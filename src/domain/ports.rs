//! Domain Ports (Port/Adapter Pattern)
//!
//! This module defines the abstractions the publish loop depends on.
//! Infrastructure adapters implement these traits to provide concrete
//! implementations.
//!
//! # Architecture
//!
//! ```text
//! ┌─────────────────────────────────────────────────────────────┐
//! │                      Domain Layer                            │
//! │  ┌─────────────────────────────────────────────────────┐    │
//! │  │                    Ports (Traits)                    │    │
//! │  │   UserRegistry │ MessageBroker │ EventPublisher     │    │
//! │  └─────────────────────────────────────────────────────┘    │
//! └─────────────────────────────────────────────────────────────┘
//!                              │
//!                              ▼
//! ┌─────────────────────────────────────────────────────────────┐
//! │                   Infrastructure Layer                       │
//! │  ┌─────────────────────────────────────────────────────┐    │
//! │  │                  Adapters (Impls)                    │    │
//! │  │  MongoUserRegistry │ MqttBroker │ LoggingPublisher  │    │
//! │  └─────────────────────────────────────────────────────┘    │
//! └─────────────────────────────────────────────────────────────┘
//! ```

use async_trait::async_trait;

use super::events::PublisherEvent;
use crate::error::Result;

// =============================================================================
// Value Objects
// =============================================================================

/// User identifier (value object).
///
/// Opaque to this crate; sourced once from the registry and used to build
/// both the topic and the payload's `userId` field.
#[derive(Debug, Clone, PartialEq, Eq, Hash)]
pub struct UserId(pub String);

impl UserId {
    pub fn new(id: impl Into<String>) -> Self {
        Self(id.into())
    }

    pub fn as_str(&self) -> &str {
        &self.0
    }
}

impl std::fmt::Display for UserId {
    fn fmt(&self, f: &mut std::fmt::Formatter<'_>) -> std::fmt::Result {
        write!(f, "{}", self.0)
    }
}

impl From<String> for UserId {
    fn from(s: String) -> Self {
        Self(s)
    }
}

impl From<&str> for UserId {
    fn from(s: &str) -> Self {
        Self(s.to_string())
    }
}

/// Lifecycle state of the publish loop.
#[derive(Debug, Clone, Copy, PartialEq, Eq)]
pub enum LoopState {
    Starting,
    Running,
    Stopping,
    Stopped,
}

impl LoopState {
    /// Whether the loop is issuing publishes.
    pub fn is_running(&self) -> bool {
        *self == LoopState::Running
    }

    /// Whether the loop has reached its terminal state.
    pub fn is_terminal(&self) -> bool {
        *self == LoopState::Stopped
    }
}

impl std::fmt::Display for LoopState {
    fn fmt(&self, f: &mut std::fmt::Formatter<'_>) -> std::fmt::Result {
        match self {
            LoopState::Starting => write!(f, "starting"),
            LoopState::Running => write!(f, "running"),
            LoopState::Stopping => write!(f, "stopping"),
            LoopState::Stopped => write!(f, "stopped"),
        }
    }
}

// =============================================================================
// User Registry Port
// =============================================================================

/// Port for reading the set of users to simulate.
///
/// Implementations return identifiers in the order the store yields them.
#[async_trait]
pub trait UserRegistry: Send + Sync {
    /// Snapshot every user identifier in the registry.
    async fn fetch_user_ids(&self) -> Result<Vec<UserId>>;
}

// =============================================================================
// Message Broker Port
// =============================================================================

/// Port for the outbound message broker.
///
/// `publish` hands a message to the client and returns immediately; it must
/// not wait for delivery confirmation. Acknowledgements, if any, arrive as
/// [`PublisherEvent`]s on the event channel.
#[async_trait]
pub trait MessageBroker: Send + Sync {
    /// Queue a payload for delivery on `topic`.
    fn publish(&self, topic: &str, payload: Vec<u8>) -> Result<()>;

    /// Disconnect gracefully and stop any background activity.
    async fn disconnect(&self) -> Result<()>;
}

#[async_trait]
impl<T: MessageBroker + ?Sized> MessageBroker for Box<T> {
    fn publish(&self, topic: &str, payload: Vec<u8>) -> Result<()> {
        (**self).publish(topic, payload)
    }

    async fn disconnect(&self) -> Result<()> {
        (**self).disconnect().await
    }
}

#[async_trait]
impl<T: MessageBroker + ?Sized> MessageBroker for std::sync::Arc<T> {
    fn publish(&self, topic: &str, payload: Vec<u8>) -> Result<()> {
        (**self).publish(topic, payload)
    }

    async fn disconnect(&self) -> Result<()> {
        (**self).disconnect().await
    }
}

// =============================================================================
// Event Publisher Port
// =============================================================================

/// Port for consuming publisher events.
///
/// This trait abstracts event sinks, allowing different backends
/// (logging, Prometheus, in-memory) to be used.
#[async_trait]
pub trait EventPublisher: Send + Sync {
    /// Publish an event.
    async fn publish(&self, event: PublisherEvent) -> Result<()>;

    /// Publish multiple events.
    async fn publish_all(&self, events: Vec<PublisherEvent>) -> Result<()>;
}

#[async_trait]
impl<T: EventPublisher + ?Sized> EventPublisher for std::sync::Arc<T> {
    async fn publish(&self, event: PublisherEvent) -> Result<()> {
        (**self).publish(event).await
    }

    async fn publish_all(&self, events: Vec<PublisherEvent>) -> Result<()> {
        (**self).publish_all(events).await
    }
}

// =============================================================================
// Tests
// =============================================================================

|---|

**Work to complete:**
Number of lines with the string "topic" in them: give it by itself, based on the listing above.

**Solution to this problem:**
7